Doch die meisten Punkte auf der Karte der Stadt Pfaffenhofen sind noch rot. Der Arbeitskreis Inklusion, zu dem unter anderem Sozialeinrichtungen wie Regens Wagner und die Offenen Hilfen Pfaffenhofen gehören, erarbeitete die Karte in den vergangenen Monaten zusammen mit Betroffenen bei Ortsbegehungen und präsentierte sie gestern. Hintergrund ist der Europäischen Protesttag zur Gleichstellung von Menschen mit Behinderung am Donnerstag. Rot bedeutet, dass es weder Lift noch Rampe oder eine behindertengerechte Toilette in dem Gebäude gibt.

Und das ist laut Arbeitskreis Inklusion vor allem bei den Restaurants der Fall. Besonders ärgerlich findet Dietmair in diesem Zusammenhang, dass der Landkreis-Restaurantführer, in dem das Kommunalunternehmen Strukturentwicklung Landkreis Pfaffenhofen (KUS) auch die Barrierefreiheit der Gaststätten beurteilt, "zu 80 Prozent falsch ist". Sie habe selbst einige Restaurants überprüft. Beim KUS hat man so etwas bereits befürchtet, sagt Mitarbeiterin Katja Streich. "Die Restaurants haben selbst die Formulare zur Barrierefreiheit ausgefüllt." Sie will die Fehler beim nächsten Druck korrigieren.

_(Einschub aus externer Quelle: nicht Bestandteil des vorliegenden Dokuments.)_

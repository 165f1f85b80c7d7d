use axum::{
    extract::{Path, State},
    http::StatusCode,
    Json,
};

use super::{AdminCaller, AppState, Caller};
use crate::models::content::{VipGrant, VipPlan, VipPlanInput, VipPurchase};
use crate::models::users::User;
use crate::services::vip::VipRequest;
use crate::services::{call, ServiceError};

const SERVICE: &str = "VIP";

async fn plans(state: &AppState, active_only: bool) -> Result<Json<Vec<VipPlan>>, ServiceError> {
    let plans = call(&state.channels.vip, SERVICE, |response| VipRequest::ListPlans {
        active_only,
        response,
    })
    .await?;

    Ok(Json(plans))
}

pub async fn active_plans(State(state): State<AppState>) -> Result<Json<Vec<VipPlan>>, ServiceError> {
    plans(&state, true).await
}

pub async fn all_plans(
    State(state): State<AppState>,
    _admin: AdminCaller,
) -> Result<Json<Vec<VipPlan>>, ServiceError> {
    plans(&state, false).await
}

pub async fn create_plan(
    State(state): State<AppState>,
    _admin: AdminCaller,
    Json(plan): Json<VipPlanInput>,
) -> Result<(StatusCode, Json<VipPlan>), ServiceError> {
    let plan = call(&state.channels.vip, SERVICE, |response| VipRequest::CreatePlan {
        plan,
        response,
    })
    .await?;

    Ok((StatusCode::CREATED, Json(plan)))
}

pub async fn update_plan(
    State(state): State<AppState>,
    _admin: AdminCaller,
    Path(id): Path<String>,
    Json(plan): Json<VipPlanInput>,
) -> Result<Json<VipPlan>, ServiceError> {
    let plan = call(&state.channels.vip, SERVICE, |response| VipRequest::UpdatePlan {
        id,
        plan,
        response,
    })
    .await?;

    Ok(Json(plan))
}

pub async fn delete_plan(
    State(state): State<AppState>,
    _admin: AdminCaller,
    Path(id): Path<String>,
) -> Result<StatusCode, ServiceError> {
    call(&state.channels.vip, SERVICE, |response| VipRequest::DeletePlan {
        id,
        response,
    })
    .await?;

    Ok(StatusCode::NO_CONTENT)
}

pub async fn grant(
    State(state): State<AppState>,
    AdminCaller(admin): AdminCaller,
    Path(id): Path<String>,
    Json(grant): Json<VipGrant>,
) -> Result<Json<User>, ServiceError> {
    log::info!("Admin {} granting {} to {}", admin.id, grant.tier, id);

    let user = call(&state.channels.vip, SERVICE, |response| VipRequest::GrantVip {
        user_id: id,
        tier: grant.tier,
        days: grant.days,
        response,
    })
    .await?;

    Ok(Json(user))
}

pub async fn purchase(
    State(state): State<AppState>,
    Caller(user): Caller,
    Json(purchase): Json<VipPurchase>,
) -> Result<Json<User>, ServiceError> {
    let user = call(&state.channels.vip, SERVICE, |response| VipRequest::PurchasePlan {
        user_id: user.id,
        plan_id: purchase.plan_id,
        response,
    })
    .await?;

    Ok(Json(user))
}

Insgesamt findet Rollstuhlfahrerin Dietmair, "dass der Landkreis sehr bemüht ist". Das Landratsamt etwa sei ohne Probleme zu erreichen. Als positives Beispiel nennt Limmer auch die Weiherer Kreuzung in Pfaffenhofen. Hier beginnen am 9. Mai die Bauarbeiten. Bis Ende August sollen Bordsteinkanten abgesenkt sowie Rillen zur Orientierung für Blinde angebracht werden. Auch die Ampel wird erneuert, sie wird künftig piepen, sobald es grün wird.

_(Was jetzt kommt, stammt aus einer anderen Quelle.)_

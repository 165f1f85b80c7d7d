use async_trait::async_trait;
use sqlx::SqlitePool;

use super::feed::ChangeFeed;
use super::{Reply, RequestHandler, Service, ServiceError};
use crate::models::feed::{ChangeKind, Collection};
use crate::models::signals::{NewSignal, SignalStatus, TradingSignal};
use crate::models::users::VipTier;
use crate::repositories::signals::SignalRepository;

pub enum SignalRequest {
    CreateSignal {
        signal: NewSignal,
        response: Reply<TradingSignal>,
    },
    ListSignals {
        status: Option<SignalStatus>,
        response: Reply<Vec<TradingSignal>>,
    },
    ListVisibleSignals {
        tier: VipTier,
        response: Reply<Vec<TradingSignal>>,
    },
    UpdateSignalStatus {
        id: String,
        status: SignalStatus,
        response: Reply<TradingSignal>,
    },
    DeleteSignal {
        id: String,
        response: Reply<()>,
    },
}

#[derive(Clone)]
pub struct SignalRequestHandler {
    repository: SignalRepository,
    feed: ChangeFeed,
}

fn repository_error(e: anyhow::Error) -> ServiceError {
    ServiceError::Repository("Signals".to_string(), e.to_string())
}

impl SignalRequestHandler {
    pub fn new(sql_conn: SqlitePool, feed: ChangeFeed) -> Self {
        let repository = SignalRepository::new(sql_conn);

        Self { repository, feed }
    }

    pub async fn create_signal(&self, signal: &NewSignal) -> Result<TradingSignal, ServiceError> {
        if signal.pair.trim().is_empty() {
            return Err(ServiceError::Validation("pair is required".to_string()));
        }
        let levels = signal
            .levels()
            .map_err(|e| ServiceError::Validation(e.to_string()))?;

        let signal = self
            .repository
            .insert_signal(signal, levels)
            .await
            .map_err(repository_error)?;

        log::info!(
            "Published {} signal {} on {}: SL {} TP {}",
            signal.direction.as_str(),
            signal.id,
            signal.pair,
            signal.stop_loss,
            signal.take_profit
        );
        self.feed
            .publish(Collection::TradingSignals, &signal.id, ChangeKind::Created);
        Ok(signal)
    }

    pub async fn list_signals(
        &self,
        status: Option<SignalStatus>,
    ) -> Result<Vec<TradingSignal>, ServiceError> {
        self.repository
            .list_signals(status)
            .await
            .map_err(repository_error)
    }

    /// Signals whose minimum tier the caller's effective tier reaches.
    pub async fn list_visible_signals(
        &self,
        tier: VipTier,
    ) -> Result<Vec<TradingSignal>, ServiceError> {
        let signals = self.list_signals(None).await?;

        Ok(signals
            .into_iter()
            .filter(|signal| signal.min_tier <= tier)
            .collect())
    }

    pub async fn update_status(
        &self,
        id: &str,
        status: SignalStatus,
    ) -> Result<TradingSignal, ServiceError> {
        if status == SignalStatus::Activa {
            return Err(ServiceError::Validation(
                "a signal can only be closed as Completada or Fallida".to_string(),
            ));
        }

        let signal = self.repository.update_status(id, status).await?;

        log::info!("Signal {} closed as {}", signal.id, signal.status.as_str());
        self.feed
            .publish(Collection::TradingSignals, &signal.id, ChangeKind::Updated);
        Ok(signal)
    }

    pub async fn delete_signal(&self, id: &str) -> Result<(), ServiceError> {
        if !self.repository.delete_signal(id).await.map_err(repository_error)? {
            return Err(ServiceError::NotFound(format!("signal {}", id)));
        }

        self.feed
            .publish(Collection::TradingSignals, id, ChangeKind::Deleted);
        Ok(())
    }
}

#[async_trait]
impl RequestHandler<SignalRequest> for SignalRequestHandler {
    async fn handle_request(&self, request: SignalRequest) {
        match request {
            SignalRequest::CreateSignal { signal, response } => {
                let signal = self.create_signal(&signal).await;
                let _ = response.send(signal);
            }
            SignalRequest::ListSignals { status, response } => {
                let signals = self.list_signals(status).await;
                let _ = response.send(signals);
            }
            SignalRequest::ListVisibleSignals { tier, response } => {
                let signals = self.list_visible_signals(tier).await;
                let _ = response.send(signals);
            }
            SignalRequest::UpdateSignalStatus {
                id,
                status,
                response,
            } => {
                let signal = self.update_status(&id, status).await;
                let _ = response.send(signal);
            }
            SignalRequest::DeleteSignal { id, response } => {
                let result = self.delete_signal(&id).await;
                let _ = response.send(result);
            }
        }
    }
}

pub struct SignalService;

impl SignalService {
    pub fn new() -> Self {
        SignalService {}
    }
}

#[async_trait]
impl Service<SignalRequest, SignalRequestHandler> for SignalService {}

Bei der Polizeiinspektion tut sich ebenfalls einiges: Vor Kurzem wurde das WC behindertengerecht umgebaut, jetzt steht der Bau des Liftes an. Denn momentan erreichen Rollstuhlfahrer die Wache nur über eine Klingel. "Das ist bei Notfällen schon gefährlich", so Dietmair. Ursprünglich sollte der Lift im Sommer fertig sein. Wegen der langen Lieferzeiten werde es aber nun doch Herbst, so Norbert Knoblach vom Staatlichen Bauamt Ingolstadt.

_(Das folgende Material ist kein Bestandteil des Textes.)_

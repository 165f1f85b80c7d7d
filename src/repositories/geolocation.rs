use std::net::IpAddr;
use std::time::Duration;

use crate::models::analytics::Location;

pub const UNKNOWN: &str = "Unknown";

#[derive(Clone)]
pub struct GeolocationRepository {
    base_url: String,
    client: reqwest::Client,
}

impl GeolocationRepository {
    pub fn new(base_url: String, timeout: Duration) -> Result<Self, anyhow::Error> {
        let client = reqwest::Client::builder().timeout(timeout).build()?;

        Ok(Self {
            base_url: base_url.trim_end_matches('/').to_string(),
            client,
        })
    }

    pub async fn lookup(&self, ip: IpAddr) -> Result<Location, anyhow::Error> {
        let location = self
            .client
            .get(format!("{}/{}/json", self.base_url, ip))
            .send()
            .await?
            .error_for_status()?
            .json::<Location>()
            .await?;

        Ok(location)
    }

    /// Never fails: lookup errors degrade to the `Unknown` placeholder.
    pub async fn locate(&self, ip: Option<IpAddr>) -> (String, String) {
        let Some(ip) = ip else {
            return (UNKNOWN.to_string(), UNKNOWN.to_string());
        };

        match self.lookup(ip).await {
            Ok(location) => place_names(location),
            Err(e) => {
                log::warn!("Geolocation lookup failed: {}", e);
                (UNKNOWN.to_string(), UNKNOWN.to_string())
            }
        }
    }
}

pub fn place_names(location: Location) -> (String, String) {
    let name = |value: Option<String>| {
        value
            .filter(|v| !v.trim().is_empty())
            .unwrap_or_else(|| UNKNOWN.to_string())
    };

    (name(location.country), name(location.city))
}
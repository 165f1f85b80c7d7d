use axum::{
    extract::{Path, Query, State},
    Json,
};

use super::AppState;
use crate::models::market::{PairFilter, Ticker, TradingPair};
use crate::services::market::MarketRequest;
use crate::services::{call, ServiceError};

pub async fn list_pairs(
    State(state): State<AppState>,
    Query(filter): Query<PairFilter>,
) -> Result<Json<Vec<TradingPair>>, ServiceError> {
    let pairs = call(&state.channels.market, "Market", |response| {
        MarketRequest::ListPairs {
            quote: filter.quote,
            response,
        }
    })
    .await?;

    Ok(Json(pairs))
}

pub async fn get_price(
    State(state): State<AppState>,
    Path(symbol): Path<String>,
) -> Result<Json<Ticker>, ServiceError> {
    let ticker = call(&state.channels.market, "Market", |response| {
        MarketRequest::GetPrice { symbol, response }
    })
    .await?;

    Ok(Json(ticker))
}
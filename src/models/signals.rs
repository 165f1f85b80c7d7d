use std::str::FromStr;

use chrono::{DateTime, Utc};
use rust_decimal::Decimal;
use serde::{Deserialize, Serialize};

use super::users::VipTier;
use super::ParseEnumError;

const PRICE_SCALE: u32 = 8;

#[derive(Clone, Copy, Debug, PartialEq, Eq, Deserialize, Serialize)]
#[serde(rename_all = "lowercase")]
pub enum Direction {
    Buy,
    Sell,
}

impl Direction {
    pub fn as_str(&self) -> &'static str {
        match self {
            Direction::Buy => "buy",
            Direction::Sell => "sell",
        }
    }
}

impl FromStr for Direction {
    type Err = ParseEnumError;

    fn from_str(s: &str) -> Result<Self, Self::Err> {
        match s {
            "buy" => Ok(Direction::Buy),
            "sell" => Ok(Direction::Sell),
            _ => Err(ParseEnumError::new("direction", s)),
        }
    }
}

#[derive(Clone, Copy, Debug, PartialEq, Eq, Deserialize, Serialize)]
pub enum SignalStatus {
    Activa,
    Completada,
    Fallida,
}

impl SignalStatus {
    pub fn as_str(&self) -> &'static str {
        match self {
            SignalStatus::Activa => "Activa",
            SignalStatus::Completada => "Completada",
            SignalStatus::Fallida => "Fallida",
        }
    }
}

impl FromStr for SignalStatus {
    type Err = ParseEnumError;

    fn from_str(s: &str) -> Result<Self, Self::Err> {
        match s {
            "Activa" => Ok(SignalStatus::Activa),
            "Completada" => Ok(SignalStatus::Completada),
            "Fallida" => Ok(SignalStatus::Fallida),
            _ => Err(ParseEnumError::new("signal status", s)),
        }
    }
}

#[derive(Clone, Debug, Serialize)]
#[serde(rename_all = "camelCase")]
pub struct TradingSignal {
    pub id: String,
    pub pair: String,
    pub direction: Direction,
    pub entry_price: Decimal,
    pub risk_percent: Decimal,
    pub reward_ratio: Decimal,
    pub stop_loss: Decimal,
    pub take_profit: Decimal,
    pub min_tier: VipTier,
    pub notes: Option<String>,
    pub status: SignalStatus,
    pub created_at: DateTime<Utc>,
    pub updated_at: DateTime<Utc>,
}

#[derive(Clone, Debug, Deserialize)]
#[serde(rename_all = "camelCase")]
pub struct NewSignal {
    pub pair: String,
    pub direction: Direction,
    pub entry_price: Decimal,
    pub risk_percent: Decimal,
    pub reward_ratio: Decimal,
    pub min_tier: Option<VipTier>,
    pub notes: Option<String>,
}

#[derive(Clone, Copy, Debug, PartialEq)]
pub struct SignalLevels {
    pub stop_loss: Decimal,
    pub take_profit: Decimal,
}

#[derive(Debug, PartialEq, thiserror::Error)]
pub enum LevelError {
    #[error("Entry price must be positive")]
    NonPositiveEntry,
    #[error("Risk percent must be between 0 and 100")]
    RiskOutOfRange,
    #[error("Reward ratio must be positive")]
    NonPositiveRatio,
    #[error("Take profit would not be positive")]
    NonPositiveTarget,
    #[error("Price levels are out of range")]
    Overflow,
}

impl NewSignal {
    /// Stop loss sits `risk_percent` away from the entry; take profit sits
    /// `reward_ratio` times that distance on the other side.
    pub fn levels(&self) -> Result<SignalLevels, LevelError> {
        let hundred = Decimal::ONE_HUNDRED;

        if self.entry_price <= Decimal::ZERO {
            return Err(LevelError::NonPositiveEntry);
        }
        if self.risk_percent <= Decimal::ZERO || self.risk_percent >= hundred {
            return Err(LevelError::RiskOutOfRange);
        }
        if self.reward_ratio <= Decimal::ZERO {
            return Err(LevelError::NonPositiveRatio);
        }

        let risk = self
            .entry_price
            .checked_mul(self.risk_percent)
            .and_then(|scaled| scaled.checked_div(hundred))
            .ok_or(LevelError::Overflow)?;
        let reward = risk
            .checked_mul(self.reward_ratio)
            .ok_or(LevelError::Overflow)?;

        let (stop_loss, take_profit) = match self.direction {
            Direction::Buy => (
                self.entry_price.checked_sub(risk),
                self.entry_price.checked_add(reward),
            ),
            Direction::Sell => (
                self.entry_price.checked_add(risk),
                self.entry_price.checked_sub(reward),
            ),
        };
        let (stop_loss, take_profit) = stop_loss.zip(take_profit).ok_or(LevelError::Overflow)?;

        if take_profit <= Decimal::ZERO {
            return Err(LevelError::NonPositiveTarget);
        }

        Ok(SignalLevels {
            stop_loss: stop_loss.round_dp(PRICE_SCALE).normalize(),
            take_profit: take_profit.round_dp(PRICE_SCALE).normalize(),
        })
    }
}

#[derive(Clone, Debug, Deserialize)]
pub struct SignalStatusUpdate {
    pub status: SignalStatus,
}

#[derive(Clone, Debug, Default, Deserialize)]
pub struct SignalFilter {
    pub status: Option<SignalStatus>,
}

Der Pfaffenhofener Bahnhof ist schon barrierefrei. Eigentlich. Trotzdem bezeichnet ihn Limmer als "tragischen Sonderfall". 15 Minuten hat Dietmair bei ihrem Versuch vom Parkplatz zum Zug gebraucht - so lang sind die Rampen. "Wir hätten uns dringend einen Lift gewünscht", sagt sie.

Für die bessere Beurteilung will der Arbeitskreis Inklusion eigentlich eine Landkarte im Internet erstellen, in der Rollstuhlfahrer sofort erkennen können, wie barrierefrei ein Gebäude ist. Bei Landrat Wolf blitzte er allerdings mit dieser Idee ab. "Die öffentliche Hand sollte nicht anklagen", sagt er. Limmer sieht das anders. "Wir wollen nur wichtige Hinweise für Menschen im Rollstuhl geben." Er will das Projekt weiter verfolgen.